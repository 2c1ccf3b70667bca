//! Implements quaternion algebra, crystal symmetry groups, and orientation conventions

mod conventions;
mod crystal_symmetry;
mod quaternion;
mod symmetry_registry;
pub use crate::orientation::conventions::*;
pub use crate::orientation::crystal_symmetry::*;
pub use crate::orientation::quaternion::*;
pub use crate::orientation::symmetry_registry::*;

::::

- [The task]: Starting from the line that contains "mod symmetry_registry;", reproduce each line of the data exactly through the last one.

- [Response to this task]:
mod symmetry_registry;
pub use crate::orientation::conventions::*;
pub use crate::orientation::crystal_symmetry::*;
pub use crate::orientation::quaternion::*;
pub use crate::orientation::symmetry_registry::*;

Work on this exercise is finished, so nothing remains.